Caracas (OrinocoTribune.com)—The reelection candidacy of the president of El Salvador, Nayib Bukele, is unconstitutional, which makes the upcoming presidential elections in the country illegal, commented Salvadoran economist and political analyst César Villalona in a special interview with Orinoco Tribune. “These elections are actually illegal regardless of whether they are legitimized with the participation of the opposition,” he said.
César Villalona is a Salvadoran-Dominican economist with 38 years of experience in economic research and university teaching. He has authored the books Disputas en el CAFTA (Disputes in the Central American Free Trade Agreement), Declive de la Hegemonía de Estados Unidos (Decline of US Hegemony), and La Guerra en Ucrania y el Contexto Internacional (The War in Ukraine and the International Context). Orinoco Tribune spoke to him on Tuesday, January 9, about the political, economic, and social situation in El Salvador a few weeks before the presidential and parliamentary elections in the country, scheduled for February 4.
Illegal elections amid a stagnated economy
The main controversy surrounding the elections is Salvadoran President Nayib Bukele’s attempt at reelection. When consulted on the reasons, Villalona explained, “The Constitution of El Salvador prohibits continuous re-election. That is, a person can serve as president for five years, but when that period ends, cannot become president again in the following five years… Bukele should finish his term on the last day of May. On June 1, another government must emerge where he could not be president and he would have to wait for five years.”

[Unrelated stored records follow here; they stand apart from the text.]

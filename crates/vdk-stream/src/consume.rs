//! Bounded consumer for the continuous topics.
//!
//! Keeps only the most recent messages per topic (live views look at a
//! sliding window, not history) and persists a periodic CSV snapshot per
//! topic under `out_dir/<topic>/<topic>.csv`. A message that fails to
//! decode is dropped with a warning; the consumer stays up.

use std::collections::VecDeque;
use std::path::{Path, PathBuf};
use std::sync::Arc;
use std::time::Duration;

use anyhow::{Context, Result};
use serde::Serialize;
use tokio_stream::StreamExt;
use tracing::{info, warn};

use vdk_schemas::{BpReading, Metric, SourceKind, StreamRecord, VitalsReading};

use crate::broker::{MessageStream, StreamBroker};

// ---------------------------------------------------------------------------
// Options
// ---------------------------------------------------------------------------

/// Sizing and pacing for [`run_consumer`].
#[derive(Debug, Clone, Copy, PartialEq, Eq)]
pub struct ConsumerOptions {
    /// Most-recent messages kept per topic.
    pub buffer_capacity: usize,
    /// Pause between snapshot writes.
    pub snapshot_every: Duration,
}

impl ConsumerOptions {
    /// 250 messages per topic, snapshots every two minutes.
    pub fn sane_defaults() -> Self {
        Self {
            buffer_capacity: 250,
            snapshot_every: Duration::from_secs(120),
        }
    }
}

impl Default for ConsumerOptions {
    fn default() -> Self {
        Self::sane_defaults()
    }
}

// ---------------------------------------------------------------------------
// Buffers
// ---------------------------------------------------------------------------

/// Most-recent ring buffers for the two continuous topics.
#[derive(Debug)]
pub struct ConsumerBuffers {
    capacity: usize,
    vitals: VecDeque<StreamRecord<VitalsReading>>,
    bp: VecDeque<StreamRecord<BpReading>>,
}

/// Rows written by one snapshot pass (zero for a topic with nothing
/// buffered; its file is left untouched).
#[derive(Debug, Clone, Copy, Default, PartialEq, Eq, Serialize)]
pub struct SnapshotStats {
    pub vitals_rows: usize,
    pub bp_rows: usize,
}

impl ConsumerBuffers {
    pub fn new(capacity: usize) -> Self {
        Self {
            capacity,
            vitals: VecDeque::with_capacity(capacity),
            bp: VecDeque::with_capacity(capacity),
        }
    }

    /// Decode and buffer one vitals wire message.
    pub fn offer_vitals(&mut self, raw: &str) -> Result<()> {
        let record: StreamRecord<VitalsReading> =
            serde_json::from_str(raw).context("decoding vitals record")?;
        push_bounded(&mut self.vitals, record, self.capacity);
        Ok(())
    }

    /// Decode and buffer one blood-pressure wire message.
    pub fn offer_bp(&mut self, raw: &str) -> Result<()> {
        let record: StreamRecord<BpReading> =
            serde_json::from_str(raw).context("decoding bp record")?;
        push_bounded(&mut self.bp, record, self.capacity);
        Ok(())
    }

    /// Buffered vitals records, oldest first.
    pub fn vitals(&self) -> impl Iterator<Item = &StreamRecord<VitalsReading>> {
        self.vitals.iter()
    }

    /// Buffered blood-pressure records, oldest first.
    pub fn bp(&self) -> impl Iterator<Item = &StreamRecord<BpReading>> {
        self.bp.iter()
    }

    pub fn len(&self) -> usize {
        self.vitals.len() + self.bp.len()
    }

    pub fn is_empty(&self) -> bool {
        self.vitals.is_empty() && self.bp.is_empty()
    }

    /// Write one CSV per non-empty topic under `dir`, overwriting the
    /// previous snapshot.
    pub fn snapshot(&self, dir: &Path) -> Result<SnapshotStats> {
        let mut stats = SnapshotStats::default();
        if !self.vitals.is_empty() {
            let path = topic_csv_path(dir, SourceKind::Vitals);
            write_vitals_snapshot(&path, &self.vitals)?;
            stats.vitals_rows = self.vitals.len();
            info!(rows = stats.vitals_rows, path = %path.display(), "snapshot written");
        }
        if !self.bp.is_empty() {
            let path = topic_csv_path(dir, SourceKind::BloodPressure);
            write_bp_snapshot(&path, &self.bp)?;
            stats.bp_rows = self.bp.len();
            info!(rows = stats.bp_rows, path = %path.display(), "snapshot written");
        }
        Ok(stats)
    }
}

fn push_bounded<T>(buffer: &mut VecDeque<T>, item: T, capacity: usize) {
    if buffer.len() == capacity {
        buffer.pop_front();
    }
    buffer.push_back(item);
}

/// Snapshot location for one topic: `dir/<topic>/<topic>.csv`.
fn topic_csv_path(dir: &Path, kind: SourceKind) -> PathBuf {
    dir.join(kind.as_str())
        .join(format!("{}.csv", kind.as_str()))
}

fn write_vitals_snapshot(
    path: &Path,
    records: &VecDeque<StreamRecord<VitalsReading>>,
) -> Result<()> {
    let mut writer = snapshot_writer(path)?;

    let mut header = vec!["Patient_ID", "Date", "Time"];
    header.extend(metric_labels(SourceKind::Vitals));
    header.push("Ingest_Millis");
    writer.write_record(&header)?;

    for record in records {
        let reading = &record.payload;
        let mut row = vec![
            record.patient.as_str().to_string(),
            reading.stamp.date_text(),
            reading.stamp.time_text(),
        ];
        for (_, value) in reading.metrics() {
            row.push(cell(value));
        }
        row.push(record.ingest_ts_millis.to_string());
        writer.write_record(&row)?;
    }
    writer.flush().context("flushing snapshot")?;
    Ok(())
}

fn write_bp_snapshot(path: &Path, records: &VecDeque<StreamRecord<BpReading>>) -> Result<()> {
    let mut writer = snapshot_writer(path)?;

    let mut header = vec!["Patient_ID", "Date", "Time"];
    header.extend(metric_labels(SourceKind::BloodPressure));
    header.push("Ingest_Millis");
    writer.write_record(&header)?;

    for record in records {
        let reading = &record.payload;
        let mut row = vec![
            record.patient.as_str().to_string(),
            reading.stamp.date_text(),
            reading.stamp.time_text(),
        ];
        for (_, value) in reading.metrics() {
            row.push(cell(value));
        }
        row.push(record.ingest_ts_millis.to_string());
        writer.write_record(&row)?;
    }
    writer.flush().context("flushing snapshot")?;
    Ok(())
}

fn snapshot_writer(path: &Path) -> Result<csv::Writer<std::fs::File>> {
    if let Some(folder) = path.parent() {
        std::fs::create_dir_all(folder)
            .with_context(|| format!("creating snapshot folder {}", folder.display()))?;
    }
    csv::Writer::from_path(path).with_context(|| format!("creating snapshot {}", path.display()))
}

fn metric_labels(kind: SourceKind) -> impl Iterator<Item = &'static str> {
    Metric::of_source(kind).map(|m| m.label())
}

fn cell(value: Option<f64>) -> String {
    value.map(|v| v.to_string()).unwrap_or_default()
}

// ---------------------------------------------------------------------------
// Consumer loop
// ---------------------------------------------------------------------------

/// Live subscriptions to both continuous topics.
///
/// Subscribing is separate from draining so a caller can attach before any
/// producer starts; messages published between [`subscribe_continuous`] and
/// [`TopicSubscriptions::drain`] are buffered by the transport, not lost.
pub struct TopicSubscriptions {
    vitals: MessageStream,
    bp: MessageStream,
}

/// Subscribe to the two continuous topics.
pub async fn subscribe_continuous(broker: &dyn StreamBroker) -> Result<TopicSubscriptions> {
    let vitals = broker.subscribe(SourceKind::Vitals.as_str()).await?;
    let bp = broker.subscribe(SourceKind::BloodPressure.as_str()).await?;
    info!(
        vitals_topic = SourceKind::Vitals.as_str(),
        bp_topic = SourceKind::BloodPressure.as_str(),
        "consumer listening"
    );
    Ok(TopicSubscriptions { vitals, bp })
}

impl TopicSubscriptions {
    /// Drain both topics into bounded buffers, snapshotting on a fixed
    /// period and once more at shutdown. Returns the final buffers when both
    /// subscriptions have closed (transport shut down).
    pub async fn drain(self, out_dir: &Path, options: &ConsumerOptions) -> Result<ConsumerBuffers> {
        let TopicSubscriptions {
            mut vitals,
            mut bp,
        } = self;

        let mut buffers = ConsumerBuffers::new(options.buffer_capacity);
        let mut ticker = tokio::time::interval(options.snapshot_every);
        // The first interval tick completes immediately; consume it so the
        // first periodic snapshot lands one full period in.
        ticker.tick().await;

        let mut vitals_open = true;
        let mut bp_open = true;
        while vitals_open || bp_open {
            tokio::select! {
                message = vitals.next(), if vitals_open => match message {
                    Some(raw) => {
                        if let Err(error) = buffers.offer_vitals(&raw) {
                            warn!(error = %error, "dropping undecodable vitals message");
                        }
                    }
                    None => vitals_open = false,
                },
                message = bp.next(), if bp_open => match message {
                    Some(raw) => {
                        if let Err(error) = buffers.offer_bp(&raw) {
                            warn!(error = %error, "dropping undecodable bp message");
                        }
                    }
                    None => bp_open = false,
                },
                _ = ticker.tick() => {
                    buffers.snapshot(out_dir)?;
                }
            }
        }

        buffers.snapshot(out_dir)?;
        Ok(buffers)
    }
}

/// Subscribe and drain in one call.
pub async fn run_consumer(
    broker: Arc<dyn StreamBroker>,
    out_dir: &Path,
    options: &ConsumerOptions,
) -> Result<ConsumerBuffers> {
    let subscriptions = subscribe_continuous(broker.as_ref()).await?;
    // The subscriptions outlive the handle. Dropping it lets an in-process
    // transport shut down once the producers are done.
    drop(broker);
    subscriptions.drain(out_dir, options).await
}

// ---------------------------------------------------------------------------
// Tests
// ---------------------------------------------------------------------------
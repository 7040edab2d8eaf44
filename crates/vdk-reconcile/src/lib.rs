//! Temporal multi-source reconciliation: the core of the VitalDesk pipeline.
//!
//! Takes the typed per-patient source tables produced by `vdk-ingest` and
//! builds the canonical merged dataset:
//! - [`merge_continuous`] — outer join of the two continuous sources on
//!   `(patient, date, time)`, establishing the primary timeline
//! - [`enrich_with_labs`] — attaches sparse lab panels to the timeline via
//!   exact-date and nearest-prior joins with a deterministic precedence rule
//! - [`forward_fill`] — per-patient last-value carry-forward, never across a
//!   patient boundary
//! - [`assemble`] — global ordering, deduplication, gap-free filtering, and
//!   row accounting
//! - [`write_canonical`] / [`load_canonical`] — canonical dataset CSV IO
//! - [`run_merge`] — the batch driver wiring all stages for a data root
//!
//! Every stage is deterministic: identical inputs produce identical rows,
//! reports, and files. This crate does **not**:
//! - parse raw source files (see `vdk-ingest`)
//! - window, scale, or forecast (see `vdk-sequence`)
//! - classify values against clinical ranges (see `vdk-alert`)

mod assemble;
mod dataset;
mod fill;
mod labs;
mod merge;
mod pipeline;

pub use assemble::{assemble, AssembleOptions, AssembleReport, PatientRows};
pub use dataset::{canonical_header, load_canonical, write_canonical, DatasetError};
pub use fill::{forward_fill, forward_fill_metrics};
pub use labs::{enrich_with_labs, LabReport};
pub use merge::merge_continuous;
pub use pipeline::{run_merge, MergeRun, PipelineError, PipelineOptions};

Although there are at least five articles of the Salvadoran constitution that prohibit continuous re-election, President Bukele managed to appoint in the Constitutional Chamber of the Supreme Court of Justice judges who support him, illegally pushing their appointment through the qualified majority in the parliament that his party, Nuevas Ideas (New Ideas), won in the 2021 legislative election. The new Constitutional Chamber, whose four judges out of five “respond to the president,” interpreted the constitution the way Bukele wanted, allowing him to run for the presidency for two successive terms. Thereafter Bukele registered his candidacy for Nuevas Ideas party before the Supreme Electoral Tribunal.
The elections are being held amid an economic decline and a nearly stagnant economy, with projected growth of 1.7% for 2024 according to the Economic Commission for Latin America and the Caribbean (ECLAC), the lowest in Central America. In 2022 El Salvador received the lowest foreign direct investment in Central America. Villalona explained that these issues are part of the structural problem of the Salvadoran economy which has been a dollarized economy since 2000. The Central Bank of El Salvador cannot issue currency; therefore, the country cannot have a monetary policy, it only has a fiscal policy. “That makes it difficult for the economy to take off because with fiscal policy all you have is the budget,” he said. Bukele inherited the problem but has exacerbated it because of his government’s lack of concrete economic policies. Between 2019 and 2022, 200,000 people fell into extreme poverty, while about half a million emigrated, forced by deteriorating economic conditions.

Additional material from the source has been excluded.